Moderator: I am going to jump straight into some of the additional questions that people have been posting on the channel now. You mentioned that Singapore is open with the Tech.Pass, but at the same time you are not really immune to some of the underlying polarisation which brought about this protectionism, such as concerns about opportunities for locals and students. What is that trajectory of Singapore’s openness for global talent and how will you address the political pressures that work against Singapore staying open?
PM Lee: The key thing is that we must be able to show that staying open is beneficial to Singaporeans. It has been so for many years. This is because we welcome in multinationals, and they brought in their management – sometimes a few Americans, and sometimes a whole cohort of Japanese management because the Japanese operate differently. But we welcome them and therefore they created many jobs for Singaporeans within the company and Singaporeans accepted that.
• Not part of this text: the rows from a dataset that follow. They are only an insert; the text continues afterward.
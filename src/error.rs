use axum::{Json, http::StatusCode, response::IntoResponse};
use thiserror::Error;

use crate::db::models::api::{MessageBody, messages};
use crate::db::repositories::StoreError;
use crate::services::context::SpaceResponse;

#[derive(Error, Debug)]
pub enum AppError {
    /// A backing-store call failed. `message` is the generic text the caller
    /// sees; the source is only logged.
    #[error("Store error: {source}")]
    Store {
        #[source]
        source: StoreError,
        message: &'static str,
    },

    #[error("Validation error: {message}")]
    Validation {
        message: String,
        errors: Option<Vec<String>>,
    },

    #[error("Missing required fields: {}", .fields.join(", "))]
    MissingFields { fields: Vec<String> },

    #[error("Forbidden")]
    Forbidden,

    #[error("{message}")]
    NotFound { message: String },

    #[error("Method not allowed: {method}")]
    MethodNotAllowed { method: String },

    #[error("Configuration error: {0}")]
    Config(String),

    #[error("Internal server error: {0}")]
    Internal(String),
}

pub type AppResult<T> = Result<T, AppError>;

impl From<StoreError> for AppError {
    fn from(source: StoreError) -> Self {
        Self::Store {
            source,
            message: messages::INTERNAL_ERROR,
        }
    }
}

// 便捷的错误创建函数
impl AppError {
    pub fn validation(message: impl Into<String>) -> Self {
        Self::Validation {
            message: message.into(),
            errors: None,
        }
    }

    pub fn validation_with(message: impl Into<String>, errors: Vec<String>) -> Self {
        Self::Validation {
            message: message.into(),
            errors: Some(errors),
        }
    }

    pub fn not_found(message: impl Into<String>) -> Self {
        Self::NotFound {
            message: message.into(),
        }
    }

    pub fn internal(message: impl Into<String>) -> Self {
        Self::Internal(message.into())
    }

    /// Wraps a store failure, reporting `message` to the caller.
    pub fn store(message: &'static str) -> impl FnOnce(StoreError) -> Self {
        move |source| Self::Store { source, message }
    }

    pub fn status(&self) -> StatusCode {
        match self {
            AppError::Validation { .. } | AppError::MissingFields { .. } => {
                StatusCode::BAD_REQUEST
            }
            AppError::Forbidden => StatusCode::FORBIDDEN,
            AppError::NotFound { .. } => StatusCode::NOT_FOUND,
            AppError::MethodNotAllowed { .. } => StatusCode::METHOD_NOT_ALLOWED,
            AppError::Store { .. } | AppError::Config(_) | AppError::Internal(_) => {
                StatusCode::INTERNAL_SERVER_ERROR
            }
        }
    }

    /// Body sent to the caller. Server-side failures are logged here and
    /// reduced to a generic message.
    pub fn body(self) -> MessageBody {
        match self {
            AppError::Store { source, message } => {
                tracing::error!("Store error: {}", source);
                MessageBody::new(message)
            }
            AppError::Validation { message, errors } => match errors {
                Some(errors) => MessageBody::with_errors(message, errors),
                None => MessageBody::new(message),
            },
            AppError::MissingFields { fields } => MessageBody::missing_fields(fields),
            AppError::Forbidden => MessageBody::new(messages::FORBIDDEN),
            AppError::NotFound { message } => MessageBody::new(message),
            AppError::MethodNotAllowed { .. } => MessageBody::new(messages::METHOD_NOT_ALLOWED),
            AppError::Config(e) => {
                tracing::error!("Configuration error: {}", e);
                MessageBody::new(messages::CONFIGURATION_ERROR)
            }
            AppError::Internal(e) => {
                tracing::error!("Internal error: {}", e);
                MessageBody::new(messages::INTERNAL_ERROR)
            }
        }
    }

    pub fn into_space_response(self) -> SpaceResponse {
        let status = self.status();
        SpaceResponse::json(status, &self.body())
    }
}

impl IntoResponse for AppError {
    fn into_response(self) -> axum::response::Response {
        let status = self.status();
        (status, Json(self.body())).into_response()
    }
}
Now in a downturn, Singaporeans are more anxious about that, and we have to explain and show that by allowing this diversity – by welcoming these people from all over the world, who bring with them cultures and experiences, and know-how, which we do not have – we are able to create jobs for Singaporeans and make Singapore a more vibrant and more prosperous place. We can do that. We have to watch the mix, because if you have a lot of concentration, you have a problem. It is not easy because you may think that we are in Singapore – Chinese, Indians, Malays – and so if you have Chinese and Indians from outside the country who come in to Singapore, there will not be a problem.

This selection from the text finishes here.